Dans Moment, seul le visage nous est donné à voir, comme si, dans le hors-champ, se jouait quelque chose qui mène à un au-delà de la représentation, comme si ces visages cristallisaient ce qui, ici-bas, se laisse voir de l'extase.
Dans Angèle de Foligno, la passion passe par l'accession à la chair. Dans sa recherche du sacré, le personnage tente de faire éclater les limites de son corps, d'en faire jaillir le divin. Dans ce cas-là, l'extase religieuse cherche à donner corps aux mots, elle permet la rencontre intime et exaltante du corps et de l'esprit, ou de l'esprit dans le corps.


> Angèle de Foligno de Natacha Musléra

NATACHA MUSLERA
La voix est son terrain de recherche et son processus expérimental depuis dix neuf ans à travers l'art performance, les films et la musique.

Auteur et chanteuse pendant quinze ans, elle a co-produit plusieurs disques et monté des groupes, des ensembles : Natïmbalès, AsaNisiMasa, Anus Solaire, Tsikamoï, Le scnhi, Baise en ville, Toc Toc. Ils se sont produit dans des centaines de lieux en France et divers pays : Russie, Quebec, Italie, Grèce, Allemagne, Hongrie, Espagne, Autriche, Belgique.

Depuis quelques années, elle a commencé à faire des films à partir de ses performances, celles-ci questionnent la voix, la voix en tant qu'objet, la voix qui mène au trou du langage, à sa béance. La voix comme objet politique, esthétique, matière à penser l'image, à percer le voir de l'image. Matière qu’elle travaille comme une pâte en générant des sortes de "morphing" acoustiques ou traités numériquement sur la voix.

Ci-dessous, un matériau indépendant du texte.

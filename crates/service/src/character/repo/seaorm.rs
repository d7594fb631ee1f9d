use sea_orm::{DatabaseConnection, EntityTrait};

use crate::character::domain::Character;
use crate::character::repository::CharacterStore;
use crate::errors::ServiceError;

/// SeaORM-backed character store over the `character` table.
pub struct SeaOrmCharacterStore {
    pub db: DatabaseConnection,
}

#[async_trait::async_trait]
impl CharacterStore for SeaOrmCharacterStore {
    async fn find_all(&self) -> Result<Vec<Character>, ServiceError> {
        let rows = models::character::list(&self.db).await?;
        Ok(rows.into_iter().map(Character::from).collect())
    }

    async fn find_by_id(&self, id: i64) -> Result<Option<Character>, ServiceError> {
        let found = models::character::Entity::find_by_id(id).one(&self.db).await?;
        Ok(found.map(Character::from))
    }

    async fn save(&self, character: Character) -> Result<Character, ServiceError> {
        let saved = match character.id {
            None => models::character::create(&self.db, character.fields()).await?,
            Some(id) => models::character::replace(&self.db, id, character.fields()).await?,
        };
        Ok(saved.into())
    }

    async fn delete_by_id(&self, id: i64) -> Result<(), ServiceError> {
        models::character::Entity::delete_by_id(id).exec(&self.db).await?;
        Ok(())
    }

    async fn exists_by_id(&self, id: i64) -> Result<bool, ServiceError> {
        let found = models::character::Entity::find_by_id(id).one(&self.db).await?;
        Ok(found.is_some())
    }
}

"Angèle de Foligno est une « mystique sauvage » née en 1248, morte en 1309. Son expérience absolue qui de son vivant l'ouvrit à des jouissances célestes, violentes, et d’un érotisme sublime reste saisissante aujourd'hui." Natacha Muslera


> Moment de Stephen Dwoskin

STEPHEN DWOSKIN est né à New York en 1939 et émigre en Grande-Bretagne en 1964. Il fut essentiellement défendu par les tenants du cinéma d'avant-garde. Plasticien de formation, il est un participant actif dès 1960 au New American Cinema aux côtés de Jonas Mekas. En 1966, il co-fonde la London Film-Makers Coop. Refusant le radicalisme ascétique de ces collègues anglais, il s'attache à saisir la vérité intérieure des sujets, en général féminins, que traque sa caméra.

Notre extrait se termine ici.